Rolfe no se complacía con ser amado y
admirado: quería ser mantenido suntuosamente, como un cortesano italiano del
Renacimiento o un gentilhombre francés del siglo XVII; solo así sus amigos
podían pagarle por el genio que él poseía y ellos no. En este punto, se
producía un derrocamiento absoluto. Apenas se sentía amado y homenajeado, Rolfe
sostenía, en contra de toda evidencia, haber sido “provocado, difamado,
calumniado, malignamente abusado, tergiversado y falsificado”: echando a rodar
un gigantesco complejo de persecución, mitad voluntario, mitad inconsciente.
Así nacía, en él,
la vocación de ofender: arte en el que se convirtió en supremo maestro. Lleno
de un desprecio satánico, se consideraba en guerra contra innumerables enemigos
envidiosos de su talento. El complejo de persecución se transformaba en
complejo de superioridad: la lengua se afilaba, se volvía cáustica,
perversamente concisa, pronta a apresar y deformar las múltiples caras de sus
enemigos. Prisionero de la obsesiva psicología que él mismo había construido,
podrido miserablemente en sus propias cadenas: la vida se limitaba a lanzar una
mirada desde la luneta de su cárcel y pasaba de largo: una coraza de gélida
indiferencia o de activo disgusto lo circundaba: ninguno se esforzaba en
penetrarlo; y él mismo impedía que nadie lo penetrase.
Según Rolfe, su vida descansaba sobre una
triple escena arquetípica: la conversión al catolicismo, ocurrida cuando tenía
veintisiete años (en 1886); la admisión en el colegio católico de Oscott, en
1887, como seminarista, del que fue expulsado dos meses después; y la nueva
admisión como seminarista en el colegio escocés de Roma, marcada cinco meses
más tarde por una nueva expulsión. Cuál fue el motivo preciso de esta expulsión
no lo sabemos.
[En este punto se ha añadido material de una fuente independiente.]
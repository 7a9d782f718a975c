//! Entity commands: collection listing, lookup and deletion.

use clap::ValueEnum;
use clubhouse_api::entities::{
    Account, Attendance, Category, Event, FeedPost, InventoryItem, Loan, Member, MembershipFee,
    ProgressRecord, Transaction, Unit, UserAccount,
};
use clubhouse_api::{ApiClient, Resource, ResourceClient, ResourceState};
use serde_json::Value;

use crate::error::ConsoleError;

/// Entity collections the console can reach.
#[derive(Clone, Copy, Debug, PartialEq, Eq, ValueEnum)]
pub enum EntityKind {
    Users,
    Members,
    Units,
    Events,
    Attendance,
    Transactions,
    Accounts,
    Categories,
    Fees,
    Inventory,
    Loans,
    Progress,
    Feed,
}

/// Calls a generic function with the resource type matching `$kind`.
macro_rules! dispatch {
    ($kind:expr, $func:ident($($arg:expr),*)) => {
        match $kind {
            EntityKind::Users => $func::<UserAccount>($($arg),*).await,
            EntityKind::Members => $func::<Member>($($arg),*).await,
            EntityKind::Units => $func::<Unit>($($arg),*).await,
            EntityKind::Events => $func::<Event>($($arg),*).await,
            EntityKind::Attendance => $func::<Attendance>($($arg),*).await,
            EntityKind::Transactions => $func::<Transaction>($($arg),*).await,
            EntityKind::Accounts => $func::<Account>($($arg),*).await,
            EntityKind::Categories => $func::<Category>($($arg),*).await,
            EntityKind::Fees => $func::<MembershipFee>($($arg),*).await,
            EntityKind::Inventory => $func::<InventoryItem>($($arg),*).await,
            EntityKind::Loans => $func::<Loan>($($arg),*).await,
            EntityKind::Progress => $func::<ProgressRecord>($($arg),*).await,
            EntityKind::Feed => $func::<FeedPost>($($arg),*).await,
        }
    };
}

impl EntityKind {
    /// The view whose allow-list governs this collection.
    #[must_use]
    pub fn view_path(self) -> &'static str {
        match self {
            Self::Users => "/users",
            Self::Members => "/members",
            Self::Units => "/units",
            Self::Events | Self::Attendance => "/events",
            Self::Transactions | Self::Accounts | Self::Categories | Self::Fees => "/finance",
            Self::Inventory | Self::Loans => "/inventory",
            Self::Progress => "/progress",
            Self::Feed => "/feed",
        }
    }

    pub async fn list(
        self,
        api: &ApiClient,
        query: &[(&str, &str)],
    ) -> Result<Value, ConsoleError> {
        dispatch!(self, list_items(api, query))
    }

    pub async fn get(self, api: &ApiClient, id: &str) -> Result<Value, ConsoleError> {
        dispatch!(self, get_item(api, id))
    }

    pub async fn delete(self, api: &ApiClient, id: &str) -> Result<(), ConsoleError> {
        dispatch!(self, delete_item(api, id))
    }
}

async fn list_items<R: Resource>(
    api: &ApiClient,
    query: &[(&str, &str)],
) -> Result<Value, ConsoleError> {
    let mut state = ResourceState::<R>::new();
    if !state.load(api, query).await {
        return Err(ConsoleError::Stale);
    }
    if let Some(message) = state.error() {
        return Err(ConsoleError::Request {
            message: message.to_string(),
        });
    }
    to_json(state.items())
}

async fn get_item<R: Resource>(api: &ApiClient, id: &str) -> Result<Value, ConsoleError> {
    let id = parse_id::<R>(id)?;
    let item = ResourceClient::<R>::new(api).get(&id).await?;
    to_json(&item)
}

async fn delete_item<R: Resource>(api: &ApiClient, id: &str) -> Result<(), ConsoleError> {
    let id = parse_id::<R>(id)?;
    ResourceClient::<R>::new(api).delete(&id).await?;
    Ok(())
}

fn parse_id<R: Resource>(id: &str) -> Result<R::Id, ConsoleError> {
    id.parse().map_err(|_| ConsoleError::Request {
        message: format!("'{id}' is not a valid {} id", R::NAME),
    })
}

fn to_json<T: serde::Serialize + ?Sized>(value: &T) -> Result<Value, ConsoleError> {
    serde_json::to_value(value).map_err(|e| ConsoleError::Output {
        details: e.to_string(),
    })
}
En Desiderio e la ricerca del tutto, Nicholas Crabbe (la
sombra de Rolfe) dice que “fue expulsado de improviso, con toda la carga de
maltratos y de indignidad; lo arrojaron fuera, en el corazón de la noche,
expuesto a la penuria y al hambre”. Por esto, reitera Rolfe: “Siento un
desesperado terror por los católicos: nunca he conocido uno (con una sola
excepción) que no fuese un calumniador o un opresor de los pobres o un
mentiroso”; “Odio a todos los católicos y no me fío de ellos”.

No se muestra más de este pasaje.